[e-lang] Properties of E scheduling
Matej Kosik
kosik at fiit.stuba.sk
Wed Jul 6 06:35:49 EDT 2005
Hello
I would like to join this discussion and add some related problems
concerning E's concurrency. May be they will be interesting, maybe I am
wrong, I am not expert.
Dan Bornstein wrote:
> I wrote:
>
>> While reading these paragraphs, I began wondering: Does E
>> currently process the queueing of incoming eventual-sends
>> effectively as separate vat turns? E.g., if during some turn a
>> piece of code queues up two messages, is it possible for the comm
>> system to interleave a third message in the middle of those two?
>
>
> David Hopwood writes:
>
>> This *should* be possible. The reason is that guaranteeing that
>> messages-to-self take priority over messages from other vats would
>> impede fairness: it would be too easy for a vat to inadvertently
>> starve itself from receiving any messages from other vats,
>> increasing the probability of livelock.
>
>
> I think you may have misunderstood the situation I described, or at
> least I was too vague in the statement of it. In particular, I didn't
> mean to imply that a vat would wait for its event queue to be empty and
> for the vat to be quiescent before queueing remote messages, merely for
> it to be in between turns.
>
> For example, let's say that the queue contains (in order) "A, B, C". The
> turn for A starts, and it causes D and E to be added to the queue. At
> (approximately) the same time, a remote message comes in, resulting in R
> being added to the queue. My question is: After both A and the remote
> message are processed, is "B, C, D, R, E" a possible state of the queue?
It would be very surprising if that was not a possible state in the
queue. In some cases, it need not to be a problem (when D and E are
"unrelated") but in general it is a problem. What if E relies on the
fact that the status of the receiver is exactly the same as after the
processing of the D message? I think that these problem stem out from
the fact that message ordering in E cannot be called as partial ordering
http://www.erights.org/elib/concurrency/partial-order.html
Although it would have sense to say what are the nodes and what are the
edges of that partial ordering and to prove that respective properties
of the relation between the nodes (reflexive, antisymmetric,
transitive). If we speak about E and if we consider messages as nodes
and the relation as (message A will be processed before message B) then
it would be possible to prove that such relation is not transitive. That
is, when you do this (in some what)
object1 <- message1 (differentObject)
object1 <- message2 (differentObject)
then E guarantees that `message1' will be processed before `message2'.
OK, but is this _enough_ (i.e. strong enough policy to enable us to
express everything we need)? There are situations when it would have
sense to expect that all the messages sent by `object1' during
processing of `message1' to `differentObject' will be processed by
`differentObject' _before all the message_ sent to `different' during
the activation of the `object1' by `message2'. E does not have mechanism
to express such thing even though it would be completely natural (at
least for me) to expect such ordering of processing message is enforced
(implicitely) by the above code.
-------------------------------------------------------------------------
(copied from some of my mail sent privately to Mark Miller)

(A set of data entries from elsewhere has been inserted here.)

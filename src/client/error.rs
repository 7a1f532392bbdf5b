use thiserror::Error;

use crate::i18n::MessageKey;

/// Failures of a voice interaction; every one of them ends in `Idle`
#[derive(Error, Debug)]
pub enum VoiceError {
    #[error("microphone permission denied")]
    PermissionDenied,

    #[error("failed to start recording: {0:#}")]
    RecordingStart(anyhow::Error),

    #[error("failed to stop recording: {0:#}")]
    RecordingStop(anyhow::Error),

    #[error("no recording found")]
    NoRecording,

    #[error("could not read recording: {0:#}")]
    RecordingUnreadable(anyhow::Error),

    #[error("request failed: {0:#}")]
    Network(anyhow::Error),

    #[error("server error {status}: {message}")]
    Server { status: u16, message: String },

    #[error("reply audio unusable: {0:#}")]
    ReplyAudio(anyhow::Error),

    #[error("playback failed: {0:#}")]
    Playback(anyhow::Error),
}

impl VoiceError {
    /// Message shown to the user
    pub fn message_key(&self) -> MessageKey {
        match self {
            VoiceError::PermissionDenied => MessageKey::PermissionDenied,
            VoiceError::RecordingStart(_) => MessageKey::RecordingFailed,
            VoiceError::RecordingStop(_)
            | VoiceError::NoRecording
            | VoiceError::RecordingUnreadable(_) => MessageKey::NoRecording,
            VoiceError::Network(_) | VoiceError::Server { .. } | VoiceError::ReplyAudio(_) => {
                MessageKey::ConnectionProblem
            }
            VoiceError::Playback(_) => MessageKey::PlaybackFailed,
        }
    }
}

My objections against E are mainly from the area of concurrency. If one
information system is mapped into a single vat, then that information
couldn't be scalable. Suppose that you have an information system which
keeps track of the bank accounts registered in a bank. Suppose that
there comes million request to make some operation. For the simplicity's
sake lets assume that all those million clients want to reveal their
balance. When information system in the bank works in asingle vat, than
serving all the operations (milion turns of the same vat) would make the
customers to wait a long time. E programmer thus has to break the
theinformation system into finer and finer units (vats) in order to gain
real parallelism (when those vats are running on different machines). I
do not like the idea of managing the paralelism explicitely. It is
inconvenient. Worse, E does not have enough strong concurrency
mechanisms to enable to make arbitrarily fine concurrency units work
properly.
There are certain things which I cannot express in E. For example if
there were Transcript object known to all applications (whatever that
means) running on the same computer. If that object supports operation
printLine(string)
which does nothing more but adds a new line at the end of the receiver.

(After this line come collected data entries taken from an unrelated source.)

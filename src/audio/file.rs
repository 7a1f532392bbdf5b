use anyhow::{Context, Result};
use hound::WavReader;
use std::path::Path;
use tracing::info;

use super::pcm;

/// A WAV recording loaded into memory
pub struct AudioFile {
    pub path: String,
    pub duration_seconds: f64,
    pub sample_rate: u32,
    pub channels: u16,
    pub samples: Vec<i16>,
}

impl AudioFile {
    pub fn open(path: impl AsRef<Path>) -> Result<Self> {
        let path = path.as_ref();
        info!("Opening audio file: {}", path.display());

        let reader = WavReader::open(path).context("Failed to open WAV file")?;

        let spec = reader.spec();
        let samples: Vec<i16> = reader
            .into_samples::<i16>()
            .collect::<Result<Vec<_>, _>>()
            .context("Failed to read audio samples")?;

        let duration_seconds =
            samples.len() as f64 / (spec.sample_rate as f64 * spec.channels.max(1) as f64);

        info!(
            "Audio file loaded: {:.1}s, {}Hz, {} channels, {} samples",
            duration_seconds,
            spec.sample_rate,
            spec.channels,
            samples.len()
        );

        Ok(Self {
            path: path.display().to_string(),
            duration_seconds,
            sample_rate: spec.sample_rate,
            channels: spec.channels,
            samples,
        })
    }

    /// Mono 16-bit little-endian PCM, downmixing stereo if needed
    ///
    /// The sample rate is left untouched; callers forward `sample_rate`
    /// alongside the bytes.
    pub fn to_mono_pcm(&self) -> Vec<u8> {
        if self.channels == 2 {
            pcm::samples_to_bytes(&stereo_to_mono(&self.samples))
        } else {
            pcm::samples_to_bytes(&self.samples)
        }
    }

    pub fn is_empty(&self) -> bool {
        self.samples.is_empty()
    }
}

/// Average left and right channels
fn stereo_to_mono(samples: &[i16]) -> Vec<i16> {
    samples
        .chunks_exact(2)
        .map(|pair| ((pair[0] as i32 + pair[1] as i32) / 2) as i16)
        .collect()
}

Now, assume that there are two concurrent activities (for example two
different simulations). The first simulation at the end does this:
Transcript <- printLine("The first line of the FIRST report.");
Transcript <- printLine("The second line of the FIRST report.");
Transcript <- printLine("The third line of the FIRST report.");
The second simulation similarly does this:
Transcript <- printLine("The first line of the SECOND report.");
Transcript <- printLine("The second line of the SECOND report.");
Transcript <- printLine("The third line of the SECOND report.");
When they are performed at the same time, then according to the E's
semantics the following text may appear in the Transcript
The first line of the FIRST report
The first line of the SECOND report.
The second line of the FIRST report.
The second line of the SECOND report.
The third line of the FIRST report.
The third line of the SECOND report.
and that is bad because it does not have sense. That is not what you
wanted when you programmed the particular simulation. Either this:
The first line of the FIRST report
The second line of the FIRST report.
The third line of the FIRST report.
The first line of the SECOND report.
The second line of the SECOND report.
The third line of the SECOND report.
is acceptable or this:
The first line of the SECOND report.
The second line of the SECOND report.
The third line of the SECOND report.
The first line of the FIRST report
The second line of the FIRST report.
The third line of the FIRST report.
both cases are good because those two activities are _unrelated_ and
thus it does not matter on the order in which particular reports appear
in the Transcript, provided that they are continuous.
The problem in E (and in concurrent environment) is that the references
to remote objects are stateless. This causes problems when we deal with
stateful objects in concurrent environment. For example
simulation1 <- runAndReportTo(Transcript)
simulation2 <- runAndReportTo(Transcript)
simulation3 <- runAndReportTo(Transcript)
Is a problem because, reference to Transcript is (is normal systems)
stateless (I do not know of any system where references are "stateful",
i.e. part of some cleverly designed partial ordering together with
mails). You again cannot besure about the order in which the particular
reports will appear in the Transcript. They could be even intermixed.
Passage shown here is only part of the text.